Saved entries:
<<<<

//! Hart array.
//!
//! Owns the fixed-size set of harts for the topology. The array moves through
//! `Unconfigured -> Configured -> Realized`: `configure` validates the core count against
//! the topology maximum and records the shared type and reset vector, `realize` creates
//! the harts. Per-hart interrupt wiring needs the realized array.

use tracing::debug;

use crate::common::{ConfigError, RealizeError};
use crate::config::CpuType;
use crate::core::hart::{Hart, Runnable};

/// Parameters for `HartArray::configure`.
#[derive(Debug, Clone, Copy, PartialEq, Eq)]
pub struct HartArrayConfig {
    /// Number of harts to create.
    pub num_harts: usize,
    /// Largest number of harts the topology supports.
    pub max_harts: usize,
    /// `mhartid` of the first hart.
    pub hartid_base: u64,
    /// Architectural type shared by every hart.
    pub cpu_type: CpuType,
    /// Address every hart starts from after reset.
    pub reset_vector: u64,
}

#[derive(Debug, Clone, Copy, PartialEq, Eq)]
enum Stage {
    Unconfigured,
    Configured(HartArrayConfig),
    Realized(HartArrayConfig),
}

/// The harts of the machine.
#[derive(Debug)]
pub struct HartArray {
    stage: Stage,
    harts: Vec<Hart>,
}

impl Default for HartArray {
    fn default() -> Self {
        Self::new()
    }
}

impl HartArray {
    /// Creates an unconfigured, empty array.
    pub const fn new() -> Self {
        Self {
            stage: Stage::Unconfigured,
            harts: Vec::new(),
        }
    }

    /// Records the core count, type, and reset vector.
    ///
    /// # Errors
    ///
    /// `ConfigError::NoHarts` for a zero count, `ConfigError::TooManyHarts` when the count
    /// exceeds `max_harts`, and `ConfigError::HartsAlreadyConfigured` on a second call.
    pub fn configure(&mut self, config: HartArrayConfig) -> Result<(), ConfigError> {
        if self.stage != Stage::Unconfigured {
            return Err(ConfigError::HartsAlreadyConfigured);
        }
        if config.num_harts == 0 {
            return Err(ConfigError::NoHarts);
        }
        if config.num_harts > config.max_harts {
            return Err(ConfigError::TooManyHarts {
                requested: config.num_harts,
                max: config.max_harts,
            });
        }
        self.stage = Stage::Configured(config);
        Ok(())
    }

    /// Instantiates the configured harts, each held in reset at the reset vector.
    ///
    /// # Errors
    ///
    /// `RealizeError::HartsNotConfigured` before `configure`, and
    /// `RealizeError::HartsAlreadyRealized` on a second call.
    pub fn realize(&mut self) -> Result<(), RealizeError> {
        let config = match self.stage {
            Stage::Unconfigured => return Err(RealizeError::HartsNotConfigured),
            Stage::Realized(_) => return Err(RealizeError::HartsAlreadyRealized),
            Stage::Configured(config) => config,
        };

        self.harts = (0..config.num_harts as u64)
            .map(|i| {
                let hart_id = config.hartid_base + i;
                debug!(
                    hart_id,
                    cpu_type = %config.cpu_type,
                    reset_vector = format_args!("{:#x}", config.reset_vector),
                    "realized hart"
                );
                Hart::new(hart_id, config.cpu_type, config.reset_vector)
            })
            .collect();
        self.stage = Stage::Realized(config);
        Ok(())
    }

    /// Returns whether `realize` has completed.
    pub const fn is_realized(&self) -> bool {
        matches!(self.stage, Stage::Realized(_))
    }

    /// Returns the configured number of harts, or 0 before `configure`.
    pub const fn num_harts(&self) -> usize {
        match self.stage {
            Stage::Unconfigured => 0,
            Stage::Configured(config) | Stage::Realized(config) => config.num_harts,
        }
    }

    /// Returns the shared architectural type, if configured.
    pub const fn cpu_type(&self) -> Option<CpuType> {
        match self.stage {
            Stage::Unconfigured => None,
            Stage::Configured(config) | Stage::Realized(config) => Some(config.cpu_type),
        }
    }

    /// Returns the shared reset vector, if configured.
    pub const fn reset_vector(&self) -> Option<u64> {
        match self.stage {
            Stage::Unconfigured => None,
            Stage::Configured(config) | Stage::Realized(config) => Some(config.reset_vector),
        }
    }

    /// Moves every hart's reset vector to `addr` and resets it there.
    ///
    /// Used by the bootstrap when the boot image declares its own entry point; must happen
    /// before execution begins.
    pub fn set_reset_vector(&mut self, addr: u64) {
        match &mut self.stage {
            Stage::Unconfigured => {}
            Stage::Configured(config) | Stage::Realized(config) => config.reset_vector = addr,
        }
        for hart in &mut self.harts {
            hart.set_reset_vector(addr);
            hart.reset();
        }
    }

    /// Returns the realized harts (empty before `realize`).
    pub fn harts(&self) -> &[Hart] {
        &self.harts
    }

    /// Returns the hart at `index`.
    pub fn hart(&self, index: usize) -> Option<&Hart> {
        self.harts.get(index)
    }
}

>>>>

What this task involves —
Transcribe the full set of records without altering a single character.

Response area —
//! Hart array.
//!
//! Owns the fixed-size set of harts for the topology. The array moves through
//! `Unconfigured -> Configured -> Realized`: `configure` validates the core count against
//! the topology maximum and records the shared type and reset vector, `realize` creates
//! the harts. Per-hart interrupt wiring needs the realized array.

use tracing::debug;

use crate::common::{ConfigError, RealizeError};
use crate::config::CpuType;
use crate::core::hart::{Hart, Runnable};

/// Parameters for `HartArray::configure`.
#[derive(Debug, Clone, Copy, PartialEq, Eq)]
pub struct HartArrayConfig {
    /// Number of harts to create.
    pub num_harts: usize,
    /// Largest number of harts the topology supports.
    pub max_harts: usize,
    /// `mhartid` of the first hart.
    pub hartid_base: u64,
    /// Architectural type shared by every hart.
    pub cpu_type: CpuType,
    /// Address every hart starts from after reset.
    pub reset_vector: u64,
}

#[derive(Debug, Clone, Copy, PartialEq, Eq)]
enum Stage {
    Unconfigured,
    Configured(HartArrayConfig),
    Realized(HartArrayConfig),
}

/// The harts of the machine.
#[derive(Debug)]
pub struct HartArray {
    stage: Stage,
    harts: Vec<Hart>,
}

impl Default for HartArray {
    fn default() -> Self {
        Self::new()
    }
}

impl HartArray {
    /// Creates an unconfigured, empty array.
    pub const fn new() -> Self {
        Self {
            stage: Stage::Unconfigured,
            harts: Vec::new(),
        }
    }

    /// Records the core count, type, and reset vector.
    ///
    /// # Errors
    ///
    /// `ConfigError::NoHarts` for a zero count, `ConfigError::TooManyHarts` when the count
    /// exceeds `max_harts`, and `ConfigError::HartsAlreadyConfigured` on a second call.
    pub fn configure(&mut self, config: HartArrayConfig) -> Result<(), ConfigError> {
        if self.stage != Stage::Unconfigured {
            return Err(ConfigError::HartsAlreadyConfigured);
        }
        if config.num_harts == 0 {
            return Err(ConfigError::NoHarts);
        }
        if config.num_harts > config.max_harts {
            return Err(ConfigError::TooManyHarts {
                requested: config.num_harts,
                max: config.max_harts,
            });
        }
        self.stage = Stage::Configured(config);
        Ok(())
    }

    /// Instantiates the configured harts, each held in reset at the reset vector.
    ///
    /// # Errors
    ///
    /// `RealizeError::HartsNotConfigured` before `configure`, and
    /// `RealizeError::HartsAlreadyRealized` on a second call.
    pub fn realize(&mut self) -> Result<(), RealizeError> {
        let config = match self.stage {
            Stage::Unconfigured => return Err(RealizeError::HartsNotConfigured),
            Stage::Realized(_) => return Err(RealizeError::HartsAlreadyRealized),
            Stage::Configured(config) => config,
        };

        self.harts = (0..config.num_harts as u64)
            .map(|i| {
                let hart_id = config.hartid_base + i;
                debug!(
                    hart_id,
                    cpu_type = %config.cpu_type,
                    reset_vector = format_args!("{:#x}", config.reset_vector),
                    "realized hart"
                );
                Hart::new(hart_id, config.cpu_type, config.reset_vector)
            })
            .collect();
        self.stage = Stage::Realized(config);
        Ok(())
    }

    /// Returns whether `realize` has completed.
    pub const fn is_realized(&self) -> bool {
        matches!(self.stage, Stage::Realized(_))
    }

    /// Returns the configured number of harts, or 0 before `configure`.
    pub const fn num_harts(&self) -> usize {
        match self.stage {
            Stage::Unconfigured => 0,
            Stage::Configured(config) | Stage::Realized(config) => config.num_harts,
        }
    }

    /// Returns the shared architectural type, if configured.
    pub const fn cpu_type(&self) -> Option<CpuType> {
        match self.stage {
            Stage::Unconfigured => None,
            Stage::Configured(config) | Stage::Realized(config) => Some(config.cpu_type),
        }
    }

    /// Returns the shared reset vector, if configured.
    pub const fn reset_vector(&self) -> Option<u64> {
        match self.stage {
            Stage::Unconfigured => None,
            Stage::Configured(config) | Stage::Realized(config) => Some(config.reset_vector),
        }
    }

    /// Moves every hart's reset vector to `addr` and resets it there.
    ///
    /// Used by the bootstrap when the boot image declares its own entry point; must happen
    /// before execution begins.
    pub fn set_reset_vector(&mut self, addr: u64) {
        match &mut self.stage {
            Stage::Unconfigured => {}
            Stage::Configured(config) | Stage::Realized(config) => config.reset_vector = addr,
        }
        for hart in &mut self.harts {
            hart.set_reset_vector(addr);
            hart.reset();
        }
    }

    /// Returns the realized harts (empty before `realize`).
    pub fn harts(&self) -> &[Hart] {
        &self.harts
    }

    /// Returns the hart at `index`.
    pub fn hart(&self, index: usize) -> Option<&Hart> {
        self.harts.get(index)
    }
}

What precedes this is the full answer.